Centre for Children's Health Research, Queensland University of Technology, Brisbane, QLD, Australia.
Indigenous Respiratory Outreach Care Program, The Prince Charles Hospital, Brisbane, QLD, Australia.
Respirology. 2020 Mar;25(3):281-288. doi: 10.1111/resp.13649. Epub 2019 Jul 24.
Ethnic-specific reference equations are recommended when performing spirometry. In the absence of appropriate reference equations for Australian Aboriginal and/or Torres Strait Islanders (Indigenous), we determined whether any of the existing Global Lung Function Initiative (GLI)-2012 equations were suitable for use in Indigenous children/young adults.
We performed spirometry on 1278 participants (3-25 years) who were identified as Aboriginal, Torres Strait Islander or 'both'. Questionnaires and medical records were used to identify 'healthy' participants. GLI2012_DataConversion software was used to apply the 'Caucasian', 'African-American' and 'other/mixed' equations.
We included 930 healthy participants. Mean z-scores for forced expiratory volume in 1 s (FEV ) and forced vital capacity (FVC) were lower than the Caucasian predicted values (range: -0.53 to -0.60) and higher than African-American (range: 0.70 to 0.78) but similar to other/mixed (range: 0.00 to 0.08). The distribution of healthy participants around the upper and lower limits of normal (~5%) fit well for the other/mixed equation compared to the Caucasian and African-American equations.
Of the available GLI-2012 reference equations, the other/mixed reference equation provides the best overall fit for Indigenous Australian children and young adults (3-25 years).
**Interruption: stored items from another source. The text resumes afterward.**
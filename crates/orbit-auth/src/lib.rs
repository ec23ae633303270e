//! Orbit Auth — the legacy bootstrap token, per-device session tokens,
//! pairing codes, upload tokens, and the rate limiter (§4.8, §4.9).

#![deny(unsafe_code)]

mod error;
mod manager;
mod pairing;
mod rate_limit;
mod token;

pub use error::{AuthError, AuthResult};
pub use manager::{AuthManager, SessionRecord, UPLOAD_TOKEN_TTL};
pub use pairing::PAIRING_CODE_TTL;
pub use rate_limit::{RateLimitConfig, RateLimitResult, RateLimiter};
pub use token::{constant_time_eq, hash_token, mint_token, MintedToken, Scope};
Healthy data from additional communities and adults around Australia will be required to confirm generalizability of findings.
进行肺功能检查时,建议使用特定种族的参考方程。在缺乏适用于澳大利亚原住民和/或托雷斯海峡岛民(土著)的参考方程的情况下,我们确定现有的全球肺功能倡议(GLI)-2012 方程中是否有任何一个适用于土著儿童/年轻人。
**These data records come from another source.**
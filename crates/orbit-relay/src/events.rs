//! Fans a directly-managed adapter's normalized events, and its
//! `session/request_permission` prompts, out to subscribed clients and
//! into the event store (§4.5's "Routing an anchor message to clients"
//! steps and §4.6's approval flow apply symmetrically here, since a
//! non-default provider's output never passes through `/ws/anchor`).
//!
//! `orbit-server` calls [`spawn_for_adapter`] once per started adapter at
//! startup; everything past that point is this module's concern.

use std::sync::Arc;

use orbit_adapters::{ApprovalRequest, ProviderAdapter};
use orbit_core::event::NormalizedEvent;
use orbit_core::ThreadId;
use orbit_store::{EventDirection, NewEvent};
use tokio::task::JoinHandle;
use tracing::warn;

use crate::state::RelayState;

/// Register this adapter's approval-request handler and spawn the task
/// that drains its normalizer into the relay. Returns the normalizer
/// task's handle so `orbit-server` can abort it on shutdown alongside
/// `Registry::stop_all`.
pub async fn spawn_for_adapter(state: RelayState, adapter: Arc<dyn ProviderAdapter>) -> JoinHandle<()> {
    let provider_id = adapter.provider_id().to_string();
    let handler_state = state.clone();
    let handler_adapter = adapter.clone();
    adapter
        .on_approval_request(Arc::new(move |request: ApprovalRequest| {
            let state = handler_state.clone();
            let adapter = handler_adapter.clone();
            tokio::spawn(async move {
                handle_approval_request(&state, adapter, request).await;
            });
        }))
        .await;

    let mut normalized = adapter.normalizer().subscribe();
    tokio::spawn(async move {
        loop {
            match normalized.recv().await {
                Ok(event) => dispatch(&state, event).await,
                Err(tokio::sync::broadcast::error::RecvError::Lagged(skipped)) => {
                    warn!(provider = %provider_id, skipped, "normalizer channel lagged, events dropped");
                }
                Err(tokio::sync::broadcast::error::RecvError::Closed) => break,
            }
        }
    })
}

async fn handle_approval_request(state: &RelayState, adapter: Arc<dyn ProviderAdapter>, request: ApprovalRequest) {
    let thread_id = ThreadId::new(adapter.provider_id(), request.session_id.clone());
    let envelope = serde_json::json!({
        "jsonrpc": "2.0",
        "method": "session/request_permission",
        "params": {
            "threadId": thread_id.to_string(),
            "rpcId": request.rpc_id,
            "sessionId": request.session_id,
            "toolCallId": request.tool_call_id,
            "toolTitle": request.tool_title,
            "toolKind": request.tool_kind,
            "options": request.options,
        },
    });

    state.approvals().record(adapter, thread_id.to_string(), request);

    let subscribed = state.subscriptions().clients_for_thread(&thread_id.to_string());
    let targets = if subscribed.is_empty() { state.subscriptions().all_clients() } else { subscribed };
    for client in targets {
        client.outbound.try_send(envelope.clone());
    }
}

/// Persist one normalized event under `"<provider>:<sessionId>"` and push
/// it to every client currently subscribed to that thread.
pub async fn dispatch(state: &RelayState, event: NormalizedEvent) {
    let thread_id = ThreadId::new(event.provider.clone(), event.session_id.clone());
    let payload = serde_json::json!({
        "threadId": thread_id.to_string(),
        "eventId": event.event_id,
        "category": event.category,
        "timestamp": event.timestamp,
        "text": event.text,
        "payload": event.payload,
        "parentEventId": event.parent_event_id,
        "tokenUsage": event.token_usage,
    });

    let new_event = NewEvent {
        thread_id: thread_id.to_string(),
        turn_id: None,
        direction: EventDirection::Outbound,
        role: "agent".to_string(),
        method: Some("session/update".to_string()),
        payload: payload.clone(),
        created_at: event.timestamp,
    };
    if state.store().append(new_event).await.is_err() {
        state.counters().inc_store_append_failure();
    }

    let envelope = serde_json::json!({
        "jsonrpc": "2.0",
        "method": "session/update",
        "params": payload,
    });
    let targets = state.subscriptions().clients_for_thread(&thread_id.to_string());
    for client in targets {
        client.outbound.try_send(envelope.clone());
    }
}

#[cfg(test)]
mod tests {
    use chrono::Utc;
    use orbit_approval::ApprovalManager;
    use orbit_auth::AuthManager;
    use orbit_core::event::EventCategory;
    use orbit_core::ReliabilityCounters;
    use orbit_registry::Registry;
    use uuid::Uuid;

    use super::*;
    use crate::config::RelayConfig;
    use crate::connection::{ClientConnection, OutboundHandle, OUTBOUND_QUEUE_CEILING};

    async fn test_state() -> RelayState {
        let store = orbit_store::EventStore::connect_memory().await.unwrap();
        let auth = AuthManager::new("legacy".to_string(), store.clone());
        RelayState::new(
            RelayConfig::default(),
            store,
            auth,
            Arc::new(Registry::new()),
            ApprovalManager::new(),
            Arc::new(ReliabilityCounters::new()),
        )
    }

    #[tokio::test]
    async fn dispatch_persists_and_fans_out_to_subscribed_client() {
        let state = test_state().await;
        let id = Uuid::new_v4();
        let (tx, mut rx) = tokio::sync::mpsc::channel(OUTBOUND_QUEUE_CEILING);
        let conn = ClientConnection { id, scope: orbit_auth::Scope::Full, outbound: OutboundHandle::new(tx) };
        state.subscriptions().add_client(conn);
        state.subscriptions().subscribe_client(id, "claude:s1");

        let event = NormalizedEvent {
            provider: "claude".to_string(),
            session_id: "s1".to_string(),
            event_id: "e1".to_string(),
            category: EventCategory::AgentMessage,
            timestamp: Utc::now(),
            text: Some("hi".to_string()),
            payload: None,
            parent_event_id: None,
            token_usage: None,
        };
        dispatch(&state, event).await;

        let received = rx.recv().await.unwrap();
        assert_eq!(received["method"], "session/update");

        let stored = state.store().read("claude:s1", orbit_store::ReadOptions::default()).await.unwrap();
        assert_eq!(stored.len(), 1);
    }
}
//! Relay-level failure modes (§7): mapped to either an HTTP status or a
//! JSON-RPC error object depending on which surface hit them.

use axum::response::{IntoResponse, Response};
use axum::Json;
use thiserror::Error;

/// Failure modes raised by the relay fabric and its HTTP surface.
#[derive(Debug, Error)]
pub enum RelayError {
    /// No bearer token, or a token that resolves to neither the legacy
    /// token nor an unrevoked session token.
    #[error("unauthorized")]
    Unauthorized,

    /// A `read_only`-scoped client attempted a method off the safe list.
    #[error("method not permitted for read-only scope: {0}")]
    ReadOnlyDenied(String),

    /// A mutating call targeted a provider lacking the required capability.
    #[error("provider {provider} does not support {capability}")]
    CapabilityMissing {
        /// The provider id that was targeted.
        provider: String,
        /// The missing capability name.
        capability: &'static str,
    },

    /// The caller exceeded its rate-limit bucket.
    #[error("rate limited, retry after {retry_after_secs}s")]
    RateLimited {
        /// Seconds until the bucket resets.
        retry_after_secs: u64,
    },

    /// A decision named an `rpcId` with no pending approval (never
    /// recorded, already resolved, or expired).
    #[error("unknown or expired approval")]
    UnknownApproval,

    /// A client attempted to decide an approval for a thread it is not
    /// subscribed to.
    #[error("not authorized to decide this approval")]
    ApprovalUnauthorized,

    /// A named provider has no running adapter.
    #[error("unavailable provider: {0}")]
    UnavailableProvider(String),

    /// A CLI run request named a command not on the configured allow-list.
    #[error("command not allow-listed: {0}")]
    CommandNotAllowed(String),

    /// An upload/pairing token was unknown, expired, or already consumed.
    #[error("unknown, expired, or already-consumed token")]
    UnknownToken,

    /// A request body failed validation (bad content-type, malformed JSON).
    #[error("bad request: {0}")]
    BadRequest(String),

    /// The underlying adapter call failed.
    #[error(transparent)]
    Adapter(#[from] orbit_adapters::AdapterError),

    /// The event store failed to service a request (distinct from an
    /// append failure, which is logged and dropped rather than surfaced).
    #[error(transparent)]
    Store(#[from] orbit_store::StoreError),

    /// The auth manager failed to service a request.
    #[error(transparent)]
    Auth(#[from] orbit_auth::AuthError),

    /// The approval manager reported a failure other than unknown/expired.
    #[error(transparent)]
    Approval(#[from] orbit_approval::ApprovalError),

    /// Filesystem I/O failed (title store, upload storage).
    #[error(transparent)]
    Io(#[from] std::io::Error),

    /// A side-table file (titles, upload metadata, config) held malformed
    /// JSON, or a value failed to serialize back to it.
    #[error("json error: {0}")]
    Json(#[from] serde_json::Error),
}

/// Convenience alias for fallible relay operations.
pub type RelayResult<T> = Result<T, RelayError>;

impl RelayError {
    /// The JSON-RPC error code this failure maps to (§7).
    #[must_use]
    pub fn rpc_code(&self) -> i64 {
        match self {
            Self::Unauthorized => -32003,
            Self::ReadOnlyDenied(_) => -32003,
            Self::CapabilityMissing { .. } => -32000,
            Self::RateLimited { .. } => -32001,
            Self::UnknownApproval | Self::ApprovalUnauthorized => -32002,
            Self::UnavailableProvider(_) => -32004,
            Self::BadRequest(_) | Self::Json(_) => -32602,
            _ => -32603,
        }
    }

    /// The JSON-RPC error `data` payload for this failure, if any (§6
    /// seed scenario 6: the capability-gate error carries
    /// `{provider, capability}`).
    #[must_use]
    pub fn rpc_data(&self) -> Option<serde_json::Value> {
        match self {
            Self::CapabilityMissing { provider, capability } => {
                Some(serde_json::json!({"provider": provider, "capability": capability}))
            }
            _ => None,
        }
    }

    /// The HTTP status this failure maps to, for the REST-shaped admin
    /// surface.
    #[must_use]
    pub fn http_status(&self) -> axum::http::StatusCode {
        use axum::http::StatusCode;
        match self {
            Self::Unauthorized => StatusCode::UNAUTHORIZED,
            Self::ReadOnlyDenied(_) => StatusCode::FORBIDDEN,
            Self::CapabilityMissing { .. } => StatusCode::UNPROCESSABLE_ENTITY,
            Self::RateLimited { .. } => StatusCode::TOO_MANY_REQUESTS,
            Self::UnknownApproval | Self::ApprovalUnauthorized => StatusCode::NOT_FOUND,
            Self::UnavailableProvider(_) => StatusCode::SERVICE_UNAVAILABLE,
            Self::CommandNotAllowed(_) => StatusCode::FORBIDDEN,
            Self::UnknownToken => StatusCode::NOT_FOUND,
            Self::BadRequest(_) => StatusCode::BAD_REQUEST,
            Self::Json(_) => StatusCode::INTERNAL_SERVER_ERROR,
            Self::Adapter(_) | Self::Store(_) | Self::Auth(_) | Self::Approval(_) | Self::Io(_) => {
                StatusCode::INTERNAL_SERVER_ERROR
            }
        }
    }
}

impl IntoResponse for RelayError {
    fn into_response(self) -> Response {
        let status = self.http_status();
        let body = Json(serde_json::json!({"error": self.to_string()}));
        if let Self::RateLimited { retry_after_secs } = self {
            return (status, [("retry-after", retry_after_secs.to_string())], body).into_response();
        }
        (status, body).into_response()
    }
}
我们对 1278 名参与者(3-25 岁)进行了肺功能检查,这些参与者被确定为土著、托雷斯海峡岛民或“两者兼有”。使用问卷和病历来确定“健康”参与者。GLI2012_DataConversion 软件用于应用“白种人”、“非裔美国人”和“其他/混合”方程。
我们纳入了 930 名健康参与者。1 秒用力呼气量(FEV)和用力肺活量(FVC)的平均 z 评分低于白种人的预测值(范围:-0.53 至-0.60),高于非裔美国人(范围:0.70 至 0.78),但与其他/混合(范围:0.00 至 0.08)相似。与白种人和非裔美国人方程相比,健康参与者在正常范围上限和下限(~5%)附近的分布更符合其他/混合方程。
在现有的 GLI-2012 参考方程中,其他/混合参考方程最适合澳大利亚土著儿童和年轻人(3-25 岁)。需要来自澳大利亚其他社区和成年人的更多健康数据来证实研究结果的普遍性。